An example for miners to follow was the action by miners in Harlan County, Kentucky, two years ago, after 1,700 miners were left unemployed by a sudden bankruptcy of Blackjewel LLC, then the sixth-largest coal producer in the U.S. Miners blocked a CSX train loaded with coal, preventing it from leaving the mine. (See our article “Harlan Miners’ Fight: Inspiration for Workers Everywhere,” The Internationalist, August 2019.) After blocking the train for two months and filing lawsuits against the company, the miners won a settlement of $5.1 million for wages owed for 1,100 miners. This action recalled the long history of bloody class struggle in Harlan County, from the 1930s into the ’70s, where miners waged pitched battles against the bosses’ thugs, the cops and the National Guard.

One event early on in the strike was the appearance of an anti-labor group calling itself the World Socialist Web Site, or as we call it, the World Scab Web Site. This outfit goes around the country wherever there is a strike or an organizing campaign underway and puts out leaflets and articles agitating against the unions. In Bessemer, Alabama earlier this year, they called on Amazon workers to vote “no” in the union election! These phonies have no place on a picket line. Worse yet, by posing as “socialists” they confuse some strikers and give union bureaucrats an excuse to kick leftists off the picket lines. Don’t be misled. Real socialists are the most dedicated defenders of the trade unions and workers’ struggles against the bosses.

At the July 28 rally outside Black Rock in New York, UMWA president Roberts declared that the union would win and never be defeated. He referred to the eleven-month strike against Pittston Coal in 1989-90, saying “Pittston is no more, but the UMWA is still here.” Pittston was a hard-fought strike by 1,900 miners in which miners suffered 3,000 arrests, shut down scab operations and for several days occupied a coal processing plant. But the union tops, including Roberts and Richard Trumka, then head of the UMWA and now president of the AFL-CIO, throttled every attempt to spread the strike, refusing to stop trains carrying scab coal and ordering steel workers to cross picket lines set up by miners at steel plants across the Midwest. The final contract was a betrayal of the miners, with concessions on health care and work rules and 500 miners laid off, replaced by scabs, and the union stuck with $64 million in fines.


The strike by Warrior Met Coal miners should be linked with the struggle for unionization of the mainly black workers of the Amazon warehouse in nearby Bessemer. Mobilize  Alabama workers and supporters of labor and black rights to build mass, militant picket lines that scabs can’t cross!  (Photo: Bloomberg)
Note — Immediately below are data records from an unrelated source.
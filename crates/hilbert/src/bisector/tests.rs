use super::*;
use crate::distance::hilbert_distance;
use crate::error::HilbertError;
use crate::geom2::rand::{draw_region_radial, sample_interior, RadialCfg, ReplayToken};
use crate::geom2::{ConicEquation, ConvexRegion, GeomCfg, Point};
use crate::site::Site;
use nalgebra::vector;
use rand::rngs::StdRng;
use rand::SeedableRng;

fn unit_square() -> ConvexRegion {
    ConvexRegion::from_points(&[
        vector![0.0, 0.0],
        vector![1.0, 0.0],
        vector![1.0, 1.0],
        vector![0.0, 1.0],
    ])
}

fn pentagon() -> ConvexRegion {
    let pts: Vec<Point> = (0..5)
        .map(|k| {
            let th = std::f64::consts::FRAC_PI_2 + k as f64 * std::f64::consts::TAU / 5.0;
            vector![th.cos(), th.sin()]
        })
        .collect();
    ConvexRegion::from_points(&pts)
}

#[test]
fn omega_edges_orders_behind_then_beyond() {
    let cfg = GeomCfg::default();
    let sq = unit_square();
    let (behind, beyond) = omega_edges(vector![0.25, 0.5], vector![0.75, 0.5], &sq, &cfg).unwrap();
    assert!(behind.contains_point(vector![0.0, 0.5], 1e-12));
    assert!(beyond.contains_point(vector![1.0, 0.5], 1e-12));
}

#[test]
fn symmetric_sites_in_square_bisect_along_midline() {
    let cfg = GeomCfg::default();
    let sq = unit_square();
    let b = bisector_of(vector![0.25, 0.5], vector![0.75, 0.5], &sq, &cfg, TraceCfg::default()).unwrap();

    let mut ends = b.middle.endpoints;
    ends.sort_by(|p, q| p.y.total_cmp(&q.y));
    assert!((ends[0] - vector![0.5, 1.0 / 3.0]).norm() < 1e-9);
    assert!((ends[1] - vector![0.5, 2.0 / 3.0]).norm() < 1e-9);
    assert_eq!(b.middle_piece.kind, PieceKind::Middle);

    // one straight piece per direction, ending on the square
    assert_eq!(b.dir1.len(), 1);
    assert_eq!(b.dir2.len(), 1);
    let (a, z) = b.ends();
    let mut outer = [a, z];
    outer.sort_by(|p, q| p.y.total_cmp(&q.y));
    assert!((outer[0] - vector![0.5, 0.0]).norm() < 1e-9);
    assert!((outer[1] - vector![0.5, 1.0]).norm() < 1e-9);
    for piece in b.pieces() {
        assert!(piece.is_straight());
    }
    for p in b.polyline(0.05) {
        assert!((p.x - 0.5).abs() < 1e-9);
    }
}

#[test]
fn collinear_or_equal_sites_are_rejected() {
    let cfg = GeomCfg::default();
    let sq = unit_square();
    let s1 = Site::new(vector![0.5, 0.5], &sq, &cfg).unwrap();
    let on_diagonal = Site::new(vector![0.25, 0.25], &sq, &cfg).unwrap();
    let r = trace_bisector(&s1, &on_diagonal, &sq, &cfg, TraceCfg::default());
    assert!(matches!(r, Err(HilbertError::CollinearSites)));
    let same = trace_bisector(&s1, &s1, &sq, &cfg, TraceCfg::default());
    assert!(matches!(same, Err(HilbertError::CollinearSites)));
}

#[test]
fn piece_budget_limits_tracing() {
    let cfg = GeomCfg::default();
    let sq = unit_square();
    let tcfg = TraceCfg { max_pieces: Some(0) };
    let b = bisector_of(vector![0.25, 0.5], vector![0.75, 0.5], &sq, &cfg, tcfg).unwrap();
    assert!(b.dir1.is_empty() && b.dir2.is_empty());
    assert_eq!(b.piece_count(), 1);
    assert_eq!(tcfg.piece_budget(4), 0);
    assert_eq!(TraceCfg::default().piece_budget(5), 28);
}

#[test]
fn samples_are_ordered_and_restartable() {
    let cfg = GeomCfg::default();
    let b = bisector_of(
        vector![-0.2, 0.1],
        vector![0.3, -0.25],
        &pentagon(),
        &cfg,
        TraceCfg::default(),
    )
    .unwrap();
    for piece in b.pieces() {
        let it = piece.sample(0.01);
        let n = it.len();
        let pts: Vec<Point> = it.collect();
        assert_eq!(pts.len(), n);
        assert!(pts.len() >= 2);
        assert_eq!(pts[0], piece.start);
        assert_eq!(pts[pts.len() - 1], piece.end);
        let again: Vec<Point> = piece.sample(0.01).collect();
        assert_eq!(pts, again);
        // degenerate resolution: endpoints only
        assert_eq!(piece.sample(0.0).count(), 2);
    }
    let all = b.points(0.01);
    let per_piece: usize = b.pieces().map(|p| p.sample(0.01).len()).sum();
    assert_eq!(all.len(), per_piece);
}

#[test]
fn sampled_points_are_equidistant() {
    let cfg = GeomCfg::default();
    let mut rng = StdRng::seed_from_u64(77);
    let mut traced = 0;
    for index in 0..12 {
        let omega = draw_region_radial(RadialCfg::default(), ReplayToken { seed: 19, index }).unwrap();
        let p1 = sample_interior(&omega, 0.2, &mut rng).unwrap();
        let p2 = sample_interior(&omega, 0.2, &mut rng).unwrap();
        let b = match bisector_of(p1, p2, &omega, &cfg, TraceCfg::default()) {
            Ok(b) => b,
            Err(HilbertError::CollinearSites) => continue,
            Err(e) => panic!("unexpected error {e}"),
        };
        traced += 1;
        for p in b.points(0.02) {
            if !omega.contains(p) || omega.on_boundary(p, &cfg) {
                continue;
            }
            let d1 = hilbert_distance(p, p1, &omega, &cfg).unwrap();
            let d2 = hilbert_distance(p, p2, &omega, &cfg).unwrap();
            assert!(
                (d1 - d2).abs() < 1e-6 * (1.0 + d1),
                "domain {index}: d1={d1} d2={d2} at {p:?}"
            );
        }
    }
    assert!(traced >= 10);
}

#[test]
fn bisector_reaches_the_boundary_in_a_pentagon() {
    let cfg = GeomCfg::default();
    let omega = pentagon();
    let b = bisector_of(
        vector![-0.2, 0.1],
        vector![0.3, -0.25],
        &omega,
        &cfg,
        TraceCfg::default(),
    )
    .unwrap();
    let (a, z) = b.ends();
    assert!(omega.on_boundary(a, &cfg));
    assert!(omega.on_boundary(z, &cfg));
    let line = b.polyline(0.01);
    assert_eq!(line.first().copied(), Some(a));
    assert_eq!(line.last().copied(), Some(z));
}

#[test]
fn line_pieces_stay_on_the_bisector() {
    // both sites see the top (and bottom) edge beyond them: the sector conics
    // split off the edge line and the pieces are straight
    let cfg = GeomCfg::default();
    let sq = unit_square();
    let (p1, p2) = (vector![0.1, 0.5], vector![0.9, 0.52]);
    let b = bisector_of(p1, p2, &sq, &cfg, TraceCfg::default()).unwrap();
    assert!(b.pieces().any(|p| p.kind == PieceKind::Line));
    let (a, z) = b.ends();
    assert!(sq.on_boundary(a, &cfg));
    assert!(sq.on_boundary(z, &cfg));
    for piece in b.pieces() {
        for p in piece.sample(0.005) {
            if !sq.contains(p) || sq.on_boundary(p, &cfg) {
                continue;
            }
            let d1 = hilbert_distance(p, p1, &sq, &cfg).unwrap();
            let d2 = hilbert_distance(p, p2, &sq, &cfg).unwrap();
            assert!(
                (d1 - d2).abs() < 1e-6 * (1.0 + d1),
                "{:?} piece: d1={d1} d2={d2} at {p:?}",
                piece.kind
            );
        }
    }
}

#[test]
fn asymptote_fallback_is_a_line_piece() {
    let cfg = GeomCfg::default();
    // (x - 1)(y - 2) = 1, center (1, 2)
    let hyp = ConicEquation::new(0.0, 1.0, 0.0, -2.0, -1.0, 1.0);
    let sector = ConvexRegion::from_points(&[
        vector![0.0, 1.0],
        vector![2.0, 1.0],
        vector![2.0, 3.0],
        vector![0.0, 3.0],
    ]);
    let piece = super::trace::center_piece(vector![0.5, 1.0], hyp, sector.clone(), &cfg)
        .unwrap()
        .unwrap();
    assert_eq!(piece.kind, PieceKind::Line);
    assert!((piece.end - vector![1.0, 2.0]).norm() < 1e-12);
    let far = ConvexRegion::from_points(&[vector![3.0, 3.0], vector![4.0, 3.0], vector![4.0, 4.0]]);
    assert!(super::trace::center_piece(vector![3.5, 3.0], hyp, far, &cfg).unwrap().is_none());
    let parallel = ConicEquation::new(1.0, 0.0, 0.0, 0.0, 0.0, -1.0);
    assert_eq!(
        super::trace::center_piece(vector![0.5, 1.0], parallel, sector, &cfg).unwrap_err(),
        HilbertError::NoConicCenter
    );
}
The Warrior Met strike began as the 5,800 mainly black workers at the Amazon warehouse in Bessemer were voting in an NLRB election to decide whether the Retail, Warehouse and Department Store Union (RWDSU) would represent the workers there. Many striking miners, about a third of whom are black, supported that struggle, which unfortunately was defeated. We in the Internationalist Group called for a class-struggle fight to organize Amazon. That means strikes and labor solidarity action, and not playing by the rules of the bosses’ government and its agencies. Rather than looking to phony “friends of labor” in the Democratic Party to enact labor law reform like the PRO Act (don’t hold your breath), we need to revive the traditions that built the unions in the first place and build a class-struggle workers party.